Keywords: dbt,data-modeling,erd,data-engineering,analytics-engineering,visualization,schema
Classifier: Development Status :: 4 - Beta
Classifier: Intended Audience :: Developers
Classifier: Programming Language :: Python :: 3
Classifier: Programming Language :: Python :: 3.11
Classifier: Programming Language :: Python :: 3.12
Classifier: Topic :: Database
Classifier: Topic :: Software Development :: Libraries :: Python Modules
Requires-Python: >=3.11
Description-Content-Type: text/markdown
License-File: LICENSE
License-File: NOTICE
Requires-Dist: fastapi>=0.121.3
Requires-Dist: pydantic>=2.0.0
Requires-Dist: python-dotenv>=1.2.1
Requires-Dist: pyyaml>=6.0.3
Requires-Dist: ruamel.yaml>=0.18.0
Requires-Dist: typer>=0.9.0
Requires-Dist: uvicorn>=0.38.0
Provides-Extra: dev
Requires-Dist: pytest>=8.0.0; extra == "dev"
Requires-Dist: pytest-asyncio>=0.23.0; extra == "dev"
Requires-Dist: httpx>=0.27.0; extra == "dev"
Provides-Extra: colibri
Requires-Dist: dbt-colibri>=0.1.0; extra == "colibri"
Provides-Extra: dbt-example
Requires-Dist: dbt-duckdb==1.10; extra == "dbt-example"
Requires-Dist: duckdb>=1.4.2; extra == "dbt-example"
Requires-Dist: faker>=24.0.0; extra == "dbt-example"
Requires-Dist: marimo>=0.18.0; extra == "dbt-example"
Requires-Dist: nba-api>=1.11.3; extra == "dbt-example"
Requires-Dist: pandas>=2.3.3; extra == "dbt-example"
Requires-Dist: tqdm>=4.67.1; extra == "dbt-example"
Dynamic: license-file

# Trellis Data

![Trellis Logo](resources/trellis_with_text.png)

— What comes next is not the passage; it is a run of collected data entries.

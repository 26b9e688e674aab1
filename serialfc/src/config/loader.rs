// src/config/loader.rs

//! # Configuration Loader
//!
//! Reads `serialfc.toml`, deserializes into `Config` and rejects values
//! that would only fail later (unknown log level, no port).

use crate::config::model::{Config, ConfigError};
use std::{fs, path::Path};

/// Load and validate the configuration at `path`.
pub fn load(path: &Path) -> Result<Config, ConfigError> {
    log::debug!("Reading config from {:?}", path);
    let txt = fs::read_to_string(path)?;
    let cfg = parse(&txt)?;
    log::info!("Loaded config from {:?}", path);
    Ok(cfg)
}

/// Parse and validate configuration text.
pub fn parse(txt: &str) -> Result<Config, ConfigError> {
    let cfg: Config = toml::from_str(txt)?;
    cfg.logging.level_filter()?;
    cfg.port.device_path()?;
    Ok(cfg)
}
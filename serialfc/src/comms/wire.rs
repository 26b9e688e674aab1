//! Fixed-width payload encodings expected by the driver.
//!
//! No framing: booleans are one byte, 32-bit values four bytes
//! little-endian. The driver does not validate lengths beyond what it reads.

use shared::constants::{BOOL_LEN, WORD_LEN};

pub trait Wire: Sized + Copy {
    const LEN: usize;

    fn encode(self) -> Vec<u8>;

    /// `None` unless `bytes` is exactly `LEN` long.
    fn decode(bytes: &[u8]) -> Option<Self>;
}

impl Wire for bool {
    const LEN: usize = BOOL_LEN;

    fn encode(self) -> Vec<u8> {
        vec![u8::from(self)]
    }

    fn decode(bytes: &[u8]) -> Option<Self> {
        match bytes {
            [b] => Some(*b != 0),
            _ => None,
        }
    }
}

impl Wire for u32 {
    const LEN: usize = WORD_LEN;

    fn encode(self) -> Vec<u8> {
        self.to_le_bytes().to_vec()
    }

    fn decode(bytes: &[u8]) -> Option<Self> {
        bytes.try_into().ok().map(u32::from_le_bytes)
    }
}

impl Wire for i32 {
    const LEN: usize = WORD_LEN;

    fn encode(self) -> Vec<u8> {
        self.to_le_bytes().to_vec()
    }

    fn decode(bytes: &[u8]) -> Option<Self> {
        bytes.try_into().ok().map(i32::from_le_bytes)
    }
}
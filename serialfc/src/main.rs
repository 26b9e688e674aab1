// src/main.rs

//! `serialfc` entry-point: apply a settings profile to a SerialFC port.
//!
//! 1. Locate and parse configuration (`serialfc.toml` or the first argument)
//! 2. Set up structured logging
//! 3. Open the port named in `[port]`
//! 4. Apply `[profile]`, then log every readable setting
//! 5. Close the port, surfacing close errors

// ───── std / 3rd-party imports ──────────────────────────────────────────────
use anyhow::Context;
use chrono::Local;
use fern::Dispatch;
use std::{
    path::{Path, PathBuf},
    process,
    thread,
};

// ───── local imports ────────────────────────────────────────────────────────
use serialfc::config::{self, Config, LoggingConfig};

const CONFIG_FILE: &str = "serialfc.toml";

// ───── helpers ──────────────────────────────────────────────────────────────

/// Print an error with context and terminate the process.
macro_rules! fatal {
    ($ctx:expr, $($arg:tt)+) => {{
        eprintln!(
            "[{}][ERROR][{}] {}",
            chrono::Local::now().to_rfc3339(),
            $ctx,
            format!($($arg)+)
        );
        std::process::exit(1);
    }};
}

/// Directory that contains the running executable.
fn exe_dir() -> PathBuf {
    std::env::current_exe()
        .ok()
        .and_then(|exe| exe.parent().map(Path::to_path_buf))
        .unwrap_or_else(|| fatal!("startup", "cannot determine executable directory"))
}

/// First argument, or `serialfc.toml` next to the executable.
fn config_path(exe_dir: &Path) -> PathBuf {
    std::env::args_os()
        .nth(1)
        .map(PathBuf::from)
        .unwrap_or_else(|| exe_dir.join(CONFIG_FILE))
}

/// Configure global logging as requested in `[logging]`.
fn setup_logging(exe_dir: &Path, logging: &LoggingConfig) -> anyhow::Result<()> {
    let level = logging.level_filter()?;

    let log_path = logging
        .enable
        .then(|| exe_dir.join(logging.file.as_deref().unwrap_or("serialfc.log")));

    let mut dispatch = Dispatch::new()
        .format(|out, msg, record| {
            out.finish(format_args!(
                "[{}][{:5}][{}][pid={}][tid={:?}] {}",
                Local::now().to_rfc3339(),
                record.level(),
                record.target(),
                process::id(),
                thread::current().id(),
                msg
            ))
        })
        .level(level)
        .chain(std::io::stdout());

    if let Some(path) = log_path {
        dispatch = dispatch.chain(fern::log_file(&path).with_context(|| format!("opening {}", path.display()))?);
    }

    dispatch.apply()?;
    Ok(())
}

// ───── port logic ───────────────────────────────────────────────────────────

#[cfg(windows)]
fn run(cfg: &Config) -> anyhow::Result<()> {
    use serialfc::Port;

    let path = cfg.port.device_path()?;
    let mut port = Port::open(&path).with_context(|| format!("opening {path}"))?;

    port.apply(&cfg.profile).context("applying profile")?;

    for (name, value) in port.snapshot() {
        match value {
            Ok(value) => log::info!("{name} = {value}"),
            Err(e) => log::warn!("{name}: {e}"),
        }
    }

    port.close().with_context(|| format!("closing {path}"))?;
    Ok(())
}

#[cfg(not(windows))]
fn run(_cfg: &Config) -> anyhow::Result<()> {
    anyhow::bail!("the SerialFC driver interface is only available on Windows")
}

fn main() {
    // 1 ─ Configuration
    let exe_dir = exe_dir();
    let cfg_path = config_path(&exe_dir);
    let cfg = config::load(&cfg_path)
        .unwrap_or_else(|e| fatal!("config", "{}: {}", cfg_path.display(), e));

    // 2 ─ Logging
    if let Err(e) = setup_logging(&exe_dir, &cfg.logging) {
        fatal!("logging", "{:#}", e);
    }
    log::info!("Using configuration {}", cfg_path.display());

    // 3..5 ─ Port
    if let Err(e) = run(&cfg) {
        log::error!("{:#}", e);
        process::exit(1);
    }
    log::info!("Done");
}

A lightweight, local-first tool to bridge Conceptual Data Modeling, Logical Data Modeling and the Physical Implementation (currently with dbt-core).

## Motivation

**Current workflow pains:**
- ERD diagrams live in separate tools (Lucidchart, draw.io) and quickly become stale or unreadable for large projects
- Data transformations are done isolated from the conceptual data model.
- No single view connecting business concepts to logical schema
- Stakeholders can't easily understand model structure without technical context
- Holistic Data Warehouse Automation Tools exists but do not integrate well with dbt and the Modern Data Stack

**How Trellis helps:**
- Visual data model that stays in sync — reads directly from `manifest.json` / `catalog.json`
- Sketch entities and with their fields and auto-generate schema.yml's for dbt
- Draw relationships on canvas → auto-generates dbt `relationships` tests
- Two views: **Conceptual** (entity names, descriptions) and **Logical** (columns, types, materializations) to jump between high-level architect and execution-view.
- Organize entities based on subdirectories and tags from your pyhsical implementation.
- Write description or tags back to your dbt-project

**Two Ways of getting started**
- Greenfield: draft entities and fields before writing SQL, then sync to dbt YAML
- Brownfield: document your existing data model by loading existing dbt models and utilize relationship tests to infer links

## Dimensional Modeling Support

Trellis includes native support for Kimball dimensional modeling, making it easier to design, visualize, and document star and snowflake schemas.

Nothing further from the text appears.